For each probeset and timepoint, transcript abundance mean and coefficient of variation (CV) were calculated and used as proxies for gene expression level and heterogeneity respectively (Dataset S1). Next, for each probeset and timepoint, transcript abundance and CV using three, four, five, or six biological replicates chosen at random were calculated to simulate the effect lower replication would have for gene expression measures reproducibility. The similarity of transcript abundance mean and CV for all probesets in each timepoint in the Voss dataset when calculated using all biological replicates and each lower-replication simulation was inspected using Pearson r. Lower-replication random simulations were repeated 1,000 times. Table S1 summarizes Pearson r for each timepoint, while Fig. S1 represents Pearson r calculated for three timepoints chosen at random. Increasing biological replication results in a similarity improvement for both transcript abundance measures when compared to measures calculated using all biological replicates.
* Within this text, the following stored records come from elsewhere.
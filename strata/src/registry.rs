//! Explicit lookup of "the current orchestrator".
//!
//! Code that has no direct reference to a [`Strata`] (UI widgets, scripted
//! triggers) can go through a [`DispatchRegistry`] the application creates
//! and passes around. The registry only holds a weak reference; the last
//! orchestrator to [`activate`](Strata::activate) wins, and only that same
//! orchestrator can clear it again.

use crate::config::Placement;
use crate::loops::{LoopHandle, LoopRequest};
use crate::music::MusicRequest;
use crate::orchestrator::{Strata, WeakStrata};
use crate::pack::{EffectPack, LoopPack, MusicPack};
use std::cell::{Cell, RefCell};
use std::fmt;
use std::sync::Arc;
use std::time::Duration;

type Resolver = Box<dyn Fn() -> Option<Strata>>;

#[derive(Default)]
pub struct DispatchRegistry {
    current: RefCell<Option<WeakStrata>>,
    resolver: RefCell<Option<Resolver>>,
    warned_missing: Cell<bool>,
}

impl fmt::Debug for DispatchRegistry {
    fn fmt(&self, f: &mut fmt::Formatter<'_>) -> fmt::Result {
        f.debug_struct("DispatchRegistry")
            .field("current", &self.current.borrow())
            .field("has_resolver", &self.resolver.borrow().is_some())
            .finish()
    }
}

impl DispatchRegistry {
    pub fn new() -> Self {
        Self::default()
    }

    /// Registry that falls back to `resolver` when nothing is registered.
    pub fn with_resolver(resolver: impl Fn() -> Option<Strata> + 'static) -> Self {
        let registry = Self::new();
        registry.set_resolver(resolver);
        registry
    }

    pub fn set_resolver(&self, resolver: impl Fn() -> Option<Strata> + 'static) {
        *self.resolver.borrow_mut() = Some(Box::new(resolver));
    }

    pub fn register(&self, strata: &Strata) {
        let mut current = self.current.borrow_mut();
        if let Some(previous) = current.as_ref() {
            if previous.id() != strata.id() && previous.is_alive() {
                log::warn!(
                    "Replacing registered orchestrator {} with {}",
                    previous.id(),
                    strata.id()
                );
            }
        }
        *current = Some(strata.downgrade());
        self.warned_missing.set(false);
        log::debug!("Orchestrator {} registered", strata.id());
    }

    /// Clears the registry, but only if `strata` is the one registered.
    pub fn unregister(&self, strata: &Strata) {
        let mut current = self.current.borrow_mut();
        if current
            .as_ref()
            .is_some_and(|registered| registered.id() == strata.id())
        {
            *current = None;
            log::debug!("Orchestrator {} unregistered", strata.id());
        }
    }

    /// The registered orchestrator, discovered through the resolver if needed.
    ///
    /// `None` is logged once until something gets registered again.
    pub fn current(&self) -> Option<Strata> {
        let registered = self
            .current
            .borrow()
            .as_ref()
            .and_then(WeakStrata::upgrade);
        if registered.is_some() {
            return registered;
        }
        self.discover()
    }

    /// Forgets the current entry and runs discovery again.
    pub fn refresh(&self) -> Option<Strata> {
        *self.current.borrow_mut() = None;
        self.discover()
    }

    pub fn is_available(&self) -> bool {
        self.current().is_some()
    }

    fn discover(&self) -> Option<Strata> {
        let found = self
            .resolver
            .borrow()
            .as_ref()
            .and_then(|resolver| resolver());
        match found {
            Some(strata) => {
                log::debug!("Discovered orchestrator {}", strata.id());
                self.register(&strata);
                Some(strata)
            }
            None => {
                if !self.warned_missing.replace(true) {
                    log::warn!("No orchestrator registered; audio calls will be ignored");
                }
                None
            }
        }
    }

    pub fn play_music(&self, pack: &Arc<MusicPack>, request: MusicRequest) {
        if let Some(strata) = self.current() {
            strata.play_music(pack, request);
        }
    }

    pub fn play_random_music(&self, pack: &Arc<MusicPack>, request: MusicRequest) {
        if let Some(strata) = self.current() {
            strata.play_random_music(pack, request);
        }
    }

    pub fn stop_music(&self, fade_out: Option<Duration>) {
        if let Some(strata) = self.current() {
            strata.stop_music(fade_out);
        }
    }

    pub fn play_effect(&self, pack: &EffectPack, index: usize, placement: Placement) {
        if let Some(strata) = self.current() {
            strata.play_effect(pack, index, placement);
        }
    }

    pub fn play_random_effect(&self, pack: &EffectPack, placement: Placement) {
        if let Some(strata) = self.current() {
            strata.play_random_effect(pack, placement);
        }
    }

    pub fn start_loop(&self, pack: &Arc<LoopPack>, request: LoopRequest) -> Option<LoopHandle> {
        self.current()?.start_loop(pack, request)
    }

    pub fn start_random_loop(
        &self,
        pack: &Arc<LoopPack>,
        request: LoopRequest,
    ) -> Option<LoopHandle> {
        self.current()?.start_random_loop(pack, request)
    }

    pub fn stop_all_loops(&self, fade_out: Duration) {
        if let Some(strata) = self.current() {
            strata.stop_all_loops(fade_out);
        }
    }
}

#[cfg(test)]
mod tests {
    use super::*;
    use crate::backend::MemoryBackend;
    use crate::config::StrataDesc;
    use crate::music::MusicState;
    use crate::pack::{AudioClip, PackBase};
    use std::rc::Rc;

    fn strata() -> Strata {
        let backend = MemoryBackend::new();
        Strata::new(StrataDesc::default(), backend.clone(), backend).unwrap()
    }

    #[test]
    fn test_last_activation_wins() {
        let registry = DispatchRegistry::new();
        let first = strata();
        let second = strata();

        first.activate(&registry);
        second.activate(&registry);
        assert_eq!(registry.current().map(|s| s.id()), Some(second.id()));

        // Only the registered orchestrator can clear the entry
        first.deactivate(&registry);
        assert_eq!(registry.current().map(|s| s.id()), Some(second.id()));
        second.deactivate(&registry);
        assert!(!registry.is_available());
    }

    #[test]
    fn test_dropped_orchestrator_is_not_returned() {
        let registry = DispatchRegistry::new();
        {
            let strata = strata();
            strata.activate(&registry);
            assert!(registry.is_available());
        }
        assert!(registry.current().is_none());
    }

    #[test]
    fn test_resolver_discovers_lazily() {
        let owned = strata();
        let id = owned.id();
        let slot = Rc::new(RefCell::new(Some(owned)));
        let lookup = Rc::clone(&slot);
        let registry = DispatchRegistry::with_resolver(move || lookup.borrow().clone());

        assert_eq!(registry.current().map(|s| s.id()), Some(id));
        slot.borrow_mut().take();
        assert!(registry.refresh().is_none());
    }

    #[test]
    fn test_passthrough_noops_without_orchestrator() {
        let registry = DispatchRegistry::new();
        let pack = Arc::new(LoopPack::new(
            PackBase::new("Hum").with_clip(AudioClip::shared("hum", Duration::from_secs(2))),
        ));
        assert!(registry.start_loop(&pack, LoopRequest::default()).is_none());
        registry.stop_all_loops(Duration::from_secs(1));
    }

    #[test]
    fn test_passthrough_reaches_orchestrator() {
        let registry = DispatchRegistry::new();
        let strata = strata();
        strata.activate(&registry);

        let pack = Arc::new(MusicPack::new(
            PackBase::new("Theme").with_clip(AudioClip::shared("theme", Duration::from_secs(20))),
        ));
        registry.play_music(&pack, MusicRequest::default());
        assert_eq!(strata.music_state(), MusicState::Playing);
    }

    #[test]
    fn test_random_passthroughs_reach_orchestrator() {
        let registry = DispatchRegistry::new();
        let strata = strata();
        strata.activate(&registry);

        let theme = Arc::new(MusicPack::new(PackBase::new("Themes").with_clips([
            AudioClip::shared("day", Duration::from_secs(20)),
            AudioClip::shared("night", Duration::from_secs(20)),
        ])));
        registry.play_random_music(&theme, MusicRequest::default());
        assert_eq!(strata.music_state(), MusicState::Playing);

        let hum = Arc::new(LoopPack::new(PackBase::new("Hum").with_clips([
            AudioClip::shared("low", Duration::from_secs(2)),
            AudioClip::shared("high", Duration::from_secs(2)),
        ])));
        let handle = registry
            .start_random_loop(&hum, LoopRequest::default())
            .unwrap();
        assert!(handle.is_active());
        assert!(handle.clip_index().unwrap() < 2);

        registry.stop_music(None);
        assert_eq!(strata.music_state(), MusicState::Stopping);
    }
}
However, the similarity of gene expression measures using lower-replication simulations and all biological replicates is always considerably worse for transcript abundance CV than for transcript abundance mean. Thus, although low biological replication can still be appropriate to study changes in the level of gene expression in response to natural or experimental variables, the study of gene expression heterogeneity dynamics warrants the use of designs with abundant biological replication. For this reason, in subsequent analyses I proceed to use only the Voss dataset, which ensures the largest biological replication level for transcriptomic studies of axolotl regenerative development.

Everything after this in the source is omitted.